In Formula 1

2013-F1-Monza-Sebastian-Vettel-Red-Bull-big

Monza è la Shutter Island di Fernando Alonso. E’ la straordinaria festa rossa in cui il torero può fare tutto, mentre dai prati e dalle tribune si levano cappelli color fuoco e stendardi solcati dal cavallino rampante. Monza è una lingua d’asfalto velocissima, sui cui la Ferrari sfreccia senza consumare gomme e nervi. Monza è la Maranello in grande, il luogo della fede e dei pianti di gioia, in cui il circus celebra il suo gioiello più prezioso.

Monza in realtà è solo un’illusione e Sebastian Vettel solo una luce lampeggiante che si allontana sui rettilinei brianzoli, irraggiungibile.  Il tedesco parte primo, arriva primo e della festa Ferrari pare gliene cali poco, in verità. Secondo Alonso, poi, ubbidienti, gli scudieri. Nella Shutter Island italica il ferrarista lotta, aggredisce, inveisce in radio e poi fotografa il pubblico, il suo pubblico. E’ un grande e variopinto gioco di ruolo, in cui facciamo finta di dimenticarci del ragazzino biondo, là davanti, alla sesta vittoria stagionale, 55 punti di vantaggio sull’asturiano. Cinquantacinque, in lettere.
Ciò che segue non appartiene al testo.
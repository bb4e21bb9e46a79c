//! Find command - best gear trains for a single pitch or ratio.

use clap::{ArgGroup, Args};

use crate::cli::report::{print_matches, MatchRow};
use crate::cli::{parse_positive, OutputFormat, Setup, TuningArgs};
use crate::core::pitch::{Pitch, TargetSpec};
use crate::core::types::Ratio;
use crate::matching::engine::RatioMatcher;
use crate::utils::validation::ratio_to_f64;

/// Arguments for the find command
#[derive(Args)]
#[command(group(ArgGroup::new("target").required(true).args(["mm", "tpi", "ratio"])))]
pub struct FindArgs {
    #[command(flatten)]
    pub tuning: TuningArgs,

    /// Metric pitch in millimetres per thread
    #[arg(long, value_parser = parse_positive)]
    pub mm: Option<Ratio>,

    /// Imperial pitch in threads per inch
    #[arg(long, value_parser = parse_positive)]
    pub tpi: Option<Ratio>,

    /// Gear ratio (driven over driver), e.g. 2.5 or 127/60
    #[arg(long, value_parser = parse_positive)]
    pub ratio: Option<Ratio>,
}

impl FindArgs {
    fn pitch(&self) -> Option<Pitch> {
        self.mm
            .map(Pitch::Metric)
            .or_else(|| self.tpi.map(Pitch::Imperial))
    }
}

/// Execute the find command
///
/// # Errors
///
/// Returns an error if no target was given, the profile is invalid, or no
/// gear trains can be built.
#[allow(clippy::needless_pass_by_value)]
pub fn run(args: FindArgs, format: OutputFormat, verbose: bool) -> anyhow::Result<()> {
    let setup = Setup::from_args(&args.tuning, verbose)?;
    let matcher = RatioMatcher::with_config(&setup.collection, setup.config.clone());

    let (target, ratio) = match (args.pitch(), args.ratio) {
        (Some(pitch), _) => {
            let target = TargetSpec::new(pitch, &setup.profile.leadscrew);
            (Some(target), target.ratio)
        }
        (None, Some(ratio)) => (None, ratio),
        (None, None) => anyhow::bail!("One of --mm, --tpi or --ratio is required"),
    };

    if verbose {
        eprintln!("Target ratio: {ratio} ({:.6})", ratio_to_f64(&ratio));
    }

    let best = matcher.best_match(&ratio)?;
    if !best.within_tolerance {
        eprintln!("Warning: no gear train within tolerance, showing the nearest");
    }

    print_matches(
        &[MatchRow { target, best }],
        &setup.profile.leadscrew,
        format,
        args.tuning.trains_shown(format),
    )
}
Eppure, come nel film di Scorsese, fin dall’inizio gli indizi per capire come sarebbe andata a finire c’erano tutti, con le due belve dell’Energy Drink austriaco a mettere in silenzio la gioia tricolore. Non doveva essere una pista Red Bull, questa, era pista da motori urlanti e da potenza pura. Silenzio. Poi capisci che ci risiamo quando nel long run di venerdì le due monoposto di Vettel e Webber girano esattamente con tempi da qualifica anche con la benzina e che hanno un passo stellare. Anche Maranello va bene, ma per mangiucchiare qualche millesimo fra le curve del parco bisogna bestemmiare, cambiare tutto, masticare insulti per radio e rischiare ad ogni metro. Gli altri vanno forti subito, da subito, con facilità. Vettel, in testa venerdì, sabato e domenica. Difficile non levarsi il cappello.

Sia chiaro, la Ferrari fa una gran gara per davvero e prova il tutto per tutto, anche a lasciare fuori Nando con delle gomme così così pur di rosicchiare qualcosa. E una gran mano la dà anche Felipe Massa, autore di una partenza al fulmicotone e bravo e generoso a lasciare pista al prestigioso compagno di squadra per facilitargli la teutonica rincorsa. Invano. La consolazione è quella di essere, dopo Monza, la seconda forza di questa Formula 1. La delusione, dopo Monza, è quella di essere la seconda forza della Formula 1.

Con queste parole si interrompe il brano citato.